The Belgium comedy film The Wall begins by exploring the country’s linguistic differences through a brief history and some historical footage. There’s the Dutch speaking North, and the French speaking South–known as Wallonia. Writer/Director Alain Berliner capitalizes on Belgium’s history, and takes a good-natured dig at the country’s ethnicity controversy. In the film, after centuries of division and squabbles, the government hatches a secret plot. At midnight, on the eve of the millennium, a wall is erected which firmly divides north and south Belgium. This is a problem for our hero, Albert (Daniel Hanssens) the lonely, plump owner of a chip shop that happens to sit on the newly formed border between the two countries. Albert’s chip shop is literally divided in two, and Albert who attends a New Year’s Eve party in the south can’t get back to his chip shop (half of which is in the north).
Taking a sly poke at Belgium culture, The Wall is a unique film. At the beginning, the surreal plot is fresh, amusing, and energetic. The solemn ghost of Albert’s father pesters Albert constantly with advice, and Albert so longs for love that he writes his own fortunes in the fortune cookies he gives out with each portion of chips. It looks as though his love life may be improving when he meets medical secretary Wendy (Pascale Bal), but he knows he can’t compete with her DJ boyfriend who’s “connected to the internet.”

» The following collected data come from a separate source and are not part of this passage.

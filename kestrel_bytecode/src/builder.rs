//! Builder for code objects.
//!
//! Stands in for the compiler: tests and tools describe a function as a
//! sequence of opcodes, labels and line changes, and [`CodeBuilder::finish`]
//! lays it out into code units with `EXTENDED_ARG` prefixes, resolves jump
//! targets and builds the line table.
//!
//! # Example
//! ```
//! use kestrel_bytecode::{CodeBuilder, Opcode};
//!
//! let mut b = CodeBuilder::new("count");
//! let it = b.add_local("it");
//! let top = b.create_label();
//! let done = b.create_label();
//! b.emit_arg(Opcode::LoadFast, it);
//! b.emit(Opcode::GetIter);
//! b.bind_label(top);
//! b.emit_jump(Opcode::ForIter, done);
//! b.emit(Opcode::PopTop);
//! b.emit_jump(Opcode::JumpAbsolute, top);
//! b.bind_label(done);
//! b.emit_arg(Opcode::LoadConst, 0);
//! b.emit(Opcode::ReturnValue);
//! let code = b.finish();
//! assert_eq!(code.len(), 7);
//! ```

use crate::code_object::{CodeFlags, CodeObject, LineTableEntry, LocalKind};
use crate::instruction::{CodeUnit, encode, units_for_arg};
use crate::opcode::{JumpKind, Opcode};
use crate::quickened::QUICKENING_WARMUP_DELAY;
use kestrel_core::Value;
use rustc_hash::FxHashMap;
use std::cell::{Cell, OnceCell};
use std::rc::Rc;

/// A label for jump targets.
#[derive(Debug, Clone, Copy, PartialEq, Eq, Hash)]
pub struct Label(u32);

#[derive(Debug, Clone, Copy)]
enum PendingArg {
    Imm(u32),
    Label(Label),
}

#[derive(Debug, Clone, Copy)]
struct PendingInstr {
    opcode: Opcode,
    arg: PendingArg,
    line: u32,
}

/// Builder for constructing code objects.
pub struct CodeBuilder {
    name: Rc<str>,
    filename: Rc<str>,
    first_lineno: u32,
    current_line: u32,

    instructions: Vec<PendingInstr>,

    consts: Vec<Value>,
    names: Vec<Rc<str>>,
    name_map: FxHashMap<Rc<str>, u32>,

    localsplus: Vec<(Rc<str>, LocalKind)>,

    flags: CodeFlags,
    stacksize: Option<usize>,
    warmup_delay: i32,

    next_label: u32,
    labels: FxHashMap<Label, usize>,
}

impl CodeBuilder {
    /// Create a builder for a function named `name`.
    pub fn new(name: &str) -> Self {
        Self {
            name: Rc::from(name),
            filename: Rc::from("<unknown>"),
            first_lineno: 1,
            current_line: 1,
            instructions: Vec::new(),
            consts: Vec::new(),
            names: Vec::new(),
            name_map: FxHashMap::default(),
            localsplus: Vec::new(),
            flags: CodeFlags::OPTIMIZED | CodeFlags::NEWLOCALS,
            stacksize: None,
            warmup_delay: QUICKENING_WARMUP_DELAY,
            next_label: 0,
            labels: FxHashMap::default(),
        }
    }

    // =========================================================================
    // Configuration
    // =========================================================================

    /// Set the filename.
    pub fn set_filename(&mut self, filename: &str) {
        self.filename = Rc::from(filename);
    }

    /// Set the first line number. Also becomes the current line.
    pub fn set_first_lineno(&mut self, line: u32) {
        self.first_lineno = line;
        self.current_line = line;
    }

    /// Set the line for subsequent instructions.
    pub fn set_line(&mut self, line: u32) {
        self.current_line = line;
    }

    /// Replace the code flags.
    pub fn set_flags(&mut self, flags: CodeFlags) {
        self.flags = flags;
    }

    /// Add code flags.
    pub fn add_flags(&mut self, flags: CodeFlags) {
        self.flags |= flags;
    }

    /// Declare the maximum stack depth instead of estimating it.
    pub fn set_stacksize(&mut self, stacksize: usize) {
        self.stacksize = Some(stacksize);
    }

    /// Number of calls before the code becomes eligible for quickening.
    pub fn set_warmup_delay(&mut self, delay: i32) {
        self.warmup_delay = delay;
    }

    // =========================================================================
    // Pools & Locals
    // =========================================================================

    /// Append a constant and return its index.
    pub fn add_const(&mut self, value: Value) -> u32 {
        self.consts.push(value);
        (self.consts.len() - 1) as u32
    }

    /// Intern a name and return its index.
    pub fn add_name(&mut self, name: &str) -> u32 {
        if let Some(&idx) = self.name_map.get(name) {
            return idx;
        }
        let name: Rc<str> = Rc::from(name);
        let idx = self.names.len() as u32;
        self.names.push(Rc::clone(&name));
        self.name_map.insert(name, idx);
        idx
    }

    fn add_localsplus(&mut self, name: &str, kind: LocalKind) -> u32 {
        debug_assert!(
            kind.contains(LocalKind::FREE)
                || !self.localsplus.iter().any(|(_, k)| k.contains(LocalKind::FREE)),
            "free variables must come last"
        );
        self.localsplus.push((Rc::from(name), kind));
        (self.localsplus.len() - 1) as u32
    }

    /// Declare a plain local and return its slot.
    pub fn add_local(&mut self, name: &str) -> u32 {
        self.add_localsplus(name, LocalKind::LOCAL)
    }

    /// Declare a cell variable that is not also an argument.
    pub fn add_cell(&mut self, name: &str) -> u32 {
        self.add_localsplus(name, LocalKind::CELL)
    }

    /// Declare a free variable. Free variables must be declared last.
    pub fn add_free(&mut self, name: &str) -> u32 {
        self.add_localsplus(name, LocalKind::FREE)
    }

    /// Mark an existing local as captured by an inner scope.
    pub fn mark_cell(&mut self, slot: u32) {
        self.localsplus[slot as usize].1 |= LocalKind::CELL;
    }

    // =========================================================================
    // Labels
    // =========================================================================

    /// Create an unbound label.
    pub fn create_label(&mut self) -> Label {
        let label = Label(self.next_label);
        self.next_label += 1;
        label
    }

    /// Bind a label to the next emitted instruction.
    pub fn bind_label(&mut self, label: Label) {
        self.labels.insert(label, self.instructions.len());
    }

    // =========================================================================
    // Emission
    // =========================================================================

    /// Emit an instruction without argument.
    pub fn emit(&mut self, opcode: Opcode) {
        self.emit_arg(opcode, 0);
    }

    /// Emit an instruction with an argument of any width.
    pub fn emit_arg(&mut self, opcode: Opcode, arg: u32) {
        self.instructions.push(PendingInstr {
            opcode,
            arg: PendingArg::Imm(arg),
            line: self.current_line,
        });
    }

    /// Emit a jump to `label`.
    pub fn emit_jump(&mut self, opcode: Opcode, label: Label) {
        debug_assert!(opcode.jump_kind().is_some(), "{opcode} is not a jump");
        self.instructions.push(PendingInstr {
            opcode,
            arg: PendingArg::Label(label),
            line: self.current_line,
        });
    }

    /// Number of instructions emitted so far.
    #[inline]
    pub fn len(&self) -> usize {
        self.instructions.len()
    }

    /// Whether nothing has been emitted.
    #[inline]
    pub fn is_empty(&self) -> bool {
        self.instructions.is_empty()
    }

    // =========================================================================
    // Finalization
    // =========================================================================

    fn resolve(&self, k: usize, positions: &[usize], sizes: &[usize]) -> u32 {
        let instr = &self.instructions[k];
        match instr.arg {
            PendingArg::Imm(arg) => arg,
            PendingArg::Label(label) => {
                let target = *self.labels.get(&label).expect("unbound label");
                let target_pos = positions[target];
                match instr.opcode.jump_kind() {
                    Some(JumpKind::Relative) => {
                        let next = positions[k] + sizes[k];
                        assert!(target_pos >= next, "relative jump must go forward");
                        (target_pos - next) as u32
                    }
                    _ => target_pos as u32,
                }
            }
        }
    }

    fn estimate_stacksize(&self) -> usize {
        let mut depth: i64 = 0;
        let mut max: i64 = 0;
        for instr in &self.instructions {
            let arg = match instr.arg {
                PendingArg::Imm(arg) => arg,
                PendingArg::Label(_) => 0,
            };
            depth += i64::from(instr.opcode.stack_effect(arg));
            depth = depth.max(0);
            max = max.max(depth);
        }
        max as usize
    }

    /// Lay out the instructions and produce the code object.
    pub fn finish(self) -> CodeObject {
        let n = self.instructions.len();

        // Jump arguments depend on positions, which depend on prefix counts.
        // Sizes only grow, so this settles.
        let mut sizes = vec![1usize; n];
        let mut positions = vec![0usize; n + 1];
        loop {
            for k in 0..n {
                positions[k + 1] = positions[k] + sizes[k];
            }
            let mut changed = false;
            for k in 0..n {
                let need = units_for_arg(self.resolve(k, &positions, &sizes));
                if need > sizes[k] {
                    sizes[k] = need;
                    changed = true;
                }
            }
            if !changed {
                break;
            }
        }

        let mut code: Vec<CodeUnit> = Vec::with_capacity(positions[n]);
        let mut line_table: Vec<LineTableEntry> = Vec::new();
        for k in 0..n {
            let instr = self.instructions[k];
            let arg = self.resolve(k, &positions, &sizes);
            let start = code.len();
            encode(instr.opcode, arg, &mut code);
            // Pad with prefixes when a jump needed fewer units than reserved.
            while code.len() - start < sizes[k] {
                code.insert(start, CodeUnit::new(Opcode::ExtendedArg, 0));
            }
            let (start, end) = (start as u32, code.len() as u32);
            match line_table.last_mut() {
                Some(last) if last.line == instr.line && last.end == start => last.end = end,
                _ => line_table.push(LineTableEntry {
                    start,
                    end,
                    line: instr.line,
                }),
            }
        }

        let stacksize = self
            .stacksize
            .unwrap_or_else(|| self.estimate_stacksize());
        let (localsplus_names, localsplus_kinds): (Vec<_>, Vec<_>) =
            self.localsplus.into_iter().unzip();

        CodeObject {
            name: self.name,
            filename: self.filename,
            first_lineno: self.first_lineno,
            code: code.into_boxed_slice(),
            consts: self.consts.into_boxed_slice(),
            names: self.names.into_boxed_slice(),
            localsplus_names: localsplus_names.into_boxed_slice(),
            localsplus_kinds: localsplus_kinds.into_boxed_slice(),
            flags: self.flags,
            stacksize,
            line_table: line_table.into_boxed_slice(),
            warmup: Cell::new(-self.warmup_delay),
            quickened: OnceCell::new(),
        }
    }
}

#[cfg(test)]
mod tests {
    use super::*;
    use crate::instruction::full_arg;

    #[test]
    fn test_straight_line_layout() {
        let mut b = CodeBuilder::new("f");
        let c = b.add_const(Value::int(1));
        b.emit_arg(Opcode::LoadConst, c);
        b.emit(Opcode::ReturnValue);
        let code = b.finish();
        assert_eq!(code.len(), 2);
        assert_eq!(code.instructions()[0], CodeUnit::new(Opcode::LoadConst, 0));
        assert_eq!(code.stacksize(), 1);
    }

    #[test]
    fn test_wide_argument_gets_prefix() {
        let mut b = CodeBuilder::new("f");
        b.emit_arg(Opcode::LoadConst, 300);
        let code = b.finish();
        assert_eq!(code.len(), 2);
        assert!(code.instructions()[0].is_extended_arg());
        assert_eq!(full_arg(code.instructions(), 1), 300);
    }

    #[test]
    fn test_backward_absolute_jump() {
        let mut b = CodeBuilder::new("f");
        let top = b.create_label();
        b.bind_label(top);
        b.emit(Opcode::Nop);
        b.emit_jump(Opcode::JumpAbsolute, top);
        let code = b.finish();
        assert_eq!(code.instructions()[1], CodeUnit::new(Opcode::JumpAbsolute, 0));
    }

    #[test]
    fn test_forward_relative_jump() {
        let mut b = CodeBuilder::new("f");
        let end = b.create_label();
        b.emit_jump(Opcode::JumpForward, end);
        b.emit(Opcode::Nop);
        b.emit(Opcode::Nop);
        b.bind_label(end);
        b.emit(Opcode::ReturnValue);
        let code = b.finish();
        // Target 3, next instruction 1.
        assert_eq!(code.instructions()[0].arg(), 2);
    }

    #[test]
    fn test_far_jump_target_is_widened() {
        let mut b = CodeBuilder::new("f");
        let end = b.create_label();
        b.emit_jump(Opcode::JumpAbsolute, end);
        for _ in 0..300 {
            b.emit(Opcode::Nop);
        }
        b.bind_label(end);
        b.emit(Opcode::ReturnValue);
        let code = b.finish();
        assert!(code.instructions()[0].is_extended_arg());
        let target = full_arg(code.instructions(), 1) as usize;
        assert_eq!(code.instructions()[target].opcode(), Some(Opcode::ReturnValue));
    }

    #[test]
    fn test_line_table_ranges() {
        let mut b = CodeBuilder::new("f");
        b.set_first_lineno(10);
        b.emit(Opcode::Nop);
        b.emit(Opcode::Nop);
        b.set_line(11);
        b.emit_arg(Opcode::LoadConst, 0);
        b.emit(Opcode::ReturnValue);
        let code = b.finish();
        assert_eq!(
            code.line_table(),
            &[
                LineTableEntry { start: 0, end: 2, line: 10 },
                LineTableEntry { start: 2, end: 4, line: 11 },
            ]
        );
        assert_eq!(code.addr2line(3), Some(11));
        assert_eq!(code.addr2line(9), None);
        assert_eq!(code.line_starts(), vec![Some(10), None, Some(11), None]);
    }

    #[test]
    fn test_locals_layout() {
        let mut b = CodeBuilder::new("f");
        let x = b.add_local("x");
        b.add_cell("y");
        b.add_free("z");
        b.mark_cell(x);
        let code = b.finish();
        assert_eq!(code.nlocalsplus(), 3);
        assert_eq!(code.local_kind(0), LocalKind::LOCAL | LocalKind::CELL);
        assert_eq!(code.ncellvars(), 2);
        assert_eq!(code.nfreevars(), 1);
        assert!(code.is_optimized());
    }

    #[test]
    fn test_names_are_interned() {
        let mut b = CodeBuilder::new("f");
        assert_eq!(b.add_name("print"), 0);
        assert_eq!(b.add_name("len"), 1);
        assert_eq!(b.add_name("print"), 0);
    }

    #[test]
    fn test_warmup_starts_negative() {
        let code = CodeBuilder::new("f").finish();
        assert_eq!(code.warmup(), -QUICKENING_WARMUP_DELAY);
        for _ in 0..QUICKENING_WARMUP_DELAY {
            assert!(!code.is_warmed_up());
            code.increment_warmup();
        }
        assert!(code.is_warmed_up());
    }
}
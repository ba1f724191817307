//! # Kestrel GC
//!
//! Cycle detection for reference-counted objects.
//!
//! Objects are freed by their reference counts. This crate only handles the
//! leftover case: groups of objects that reference each other and nothing
//! else. See [`CycleCollector`].

#![warn(missing_docs)]
#![warn(clippy::all)]

pub mod collector;

pub use collector::{CollectStats, CycleCollector};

Unfortunately, after about the halfway point, The Wall simply doesn’t go anywhere. The threads of magical realism are unhappily blended with scenes of sinister militarism. With Albert’s dad shouting, “this is the land of surrealism”, the plot takes huge liberties into meaningless absurdity. The Wall seems to be an ‘idea’ film that flirts with too many genres (musical, magical realism, thriller, romance), and the end result is a plot ends that’s too messy to satisfy. The Wall is in Dutch and French with English subtitles.